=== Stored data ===

☆ ☆ ☆ ☆ ☆ ☆ ☆

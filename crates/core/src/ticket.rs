//! Printable HTML sale tickets.
//!
//! The ticket is a standalone HTML page sized for an 80mm thermal printer.
//! All user-supplied text is escaped.

use std::fmt::Write as _;

use chrono::{DateTime, Utc};
use punto_shared::types::SaleId;
use rust_decimal::Decimal;

use crate::cash::PaymentMethod;
use crate::documents::{DocumentKind, DocumentTotals};

/// Store details printed on the header and footer.
#[derive(Debug, Clone)]
pub struct TicketHeader {
    /// Business name.
    pub business_name: String,
    /// Street address.
    pub address: Option<String>,
    /// Tax identifier.
    pub tax_id: Option<String>,
    /// Closing line.
    pub footer: String,
}

/// One printed line.
#[derive(Debug, Clone)]
pub struct TicketLine {
    /// Product name.
    pub description: String,
    /// Units.
    pub quantity: Decimal,
    /// Price per unit.
    pub unit_price: Decimal,
    /// Line discount.
    pub discount: Decimal,
    /// Line total.
    pub line_total: Decimal,
}

/// Everything printed about a document.
#[derive(Debug, Clone)]
pub struct TicketData {
    /// Document number.
    pub sale_id: SaleId,
    /// Sale, order or quotation.
    pub kind: DocumentKind,
    /// When it was created.
    pub created_at: DateTime<Utc>,
    /// Customer name, if any.
    pub client_name: Option<String>,
    /// Payment method, for sales.
    pub payment_method: Option<PaymentMethod>,
    /// Lines.
    pub lines: Vec<TicketLine>,
    /// Totals.
    pub totals: DocumentTotals,
}

/// Escapes text for inclusion in HTML.
#[must_use]
pub fn escape_html(input: &str) -> String {
    let mut out = String::with_capacity(input.len());
    for c in input.chars() {
        match c {
            '&' => out.push_str("&amp;"),
            '<' => out.push_str("&lt;"),
            '>' => out.push_str("&gt;"),
            '"' => out.push_str("&quot;"),
            '\'' => out.push_str("&#39;"),
            _ => out.push(c),
        }
    }
    out
}

fn title(kind: DocumentKind) -> &'static str {
    match kind {
        DocumentKind::Sale => "SALE TICKET",
        DocumentKind::Order => "ORDER",
        DocumentKind::Quotation => "QUOTATION",
    }
}

/// Renders a ticket as a standalone HTML page.
#[must_use]
pub fn render_ticket(header: &TicketHeader, data: &TicketData) -> String {
    let business_name = escape_html(&header.business_name);
    let mut head_lines = String::new();
    if let Some(address) = header.address.as_deref().filter(|a| !a.is_empty()) {
        let _ = write!(head_lines, "{}<br/>", escape_html(address));
    }
    if let Some(tax_id) = header.tax_id.as_deref().filter(|t| !t.is_empty()) {
        let _ = write!(head_lines, "Tax ID: {}<br/>", escape_html(tax_id));
    }

    let mut meta = format!(
        "No. {id}<br/>Date: {date}<br/>",
        id = data.sale_id,
        date = data.created_at.format("%Y-%m-%d %H:%M"),
    );
    if let Some(client) = data.client_name.as_deref() {
        let _ = write!(meta, "Customer: {}<br/>", escape_html(client));
    }
    if let Some(method) = data.payment_method {
        let _ = write!(meta, "Payment: {method}<br/>");
    }

    let mut rows = String::new();
    for line in &data.lines {
        let _ = write!(
            rows,
            r#"<tr><td colspan="2">{desc}</td></tr>
<tr><td>{qty} x {price}</td><td style="text-align:right;">{total}</td></tr>
"#,
            desc = escape_html(&line.description),
            qty = line.quantity.normalize(),
            price = line.unit_price,
            total = line.line_total,
        );
        if !line.discount.is_zero() {
            let _ = write!(
                rows,
                r#"<tr><td>Discount</td><td style="text-align:right;">-{}</td></tr>
"#,
                line.discount
            );
        }
    }

    let footer = escape_html(&header.footer);
    let kind_title = title(data.kind);
    let subtotal = data.totals.subtotal;
    let discount_total = data.totals.discount_total;
    let total = data.totals.total;
    let sale_id = data.sale_id;

    format!(
        r#"<!DOCTYPE html>
<html><head><meta charset="utf-8"/><title>{kind_title} {sale_id}</title>
<style>
body {{ margin: 8px; padding: 0; width: 72mm; }}
@media print {{ body {{ margin: 0; }} }}
</style></head><body>
<div style="font-family:monospace;font-size:11px;line-height:1.4;width:100%;">
<div style="text-align:center;margin-bottom:8px;">
<strong style="font-size:14px;">{business_name}</strong><br/>
{head_lines}</div>
<hr style="border:none;border-top:2px solid #000;"/>
<div style="text-align:center;font-weight:bold;margin:4px 0;">{kind_title}</div>
<div style="margin:4px 0;">{meta}</div>
<hr style="border:none;border-top:1px dashed #000;"/>
<table style="width:100%;font-family:monospace;font-size:11px;">
{rows}</table>
<hr style="border:none;border-top:1px dashed #000;"/>
<table style="width:100%;font-family:monospace;font-size:11px;">
<tr><td>Subtotal</td><td style="text-align:right;">{subtotal}</td></tr>
<tr><td>Discounts</td><td style="text-align:right;">-{discount_total}</td></tr>
<tr><td><strong>TOTAL</strong></td><td style="text-align:right;"><strong>{total}</strong></td></tr>
</table>
<hr style="border:none;border-top:2px solid #000;"/>
<div style="text-align:center;margin-top:8px;">{footer}</div>
</div></body></html>"#,
    )
}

☆ ☆ ☆ ☆ ☆ ☆ ☆

=== Task ===
Search the data for "meta". Copy every matching line.

=== Solution for this task ===
    let mut meta = format!(
        let _ = write!(meta, "Customer: {}<br/>", escape_html(client));
        let _ = write!(meta, "Payment: {method}<br/>");
<html><head><meta charset="utf-8"/><title>{kind_title} {sale_id}</title>
<div style="margin:4px 0;">{meta}</div>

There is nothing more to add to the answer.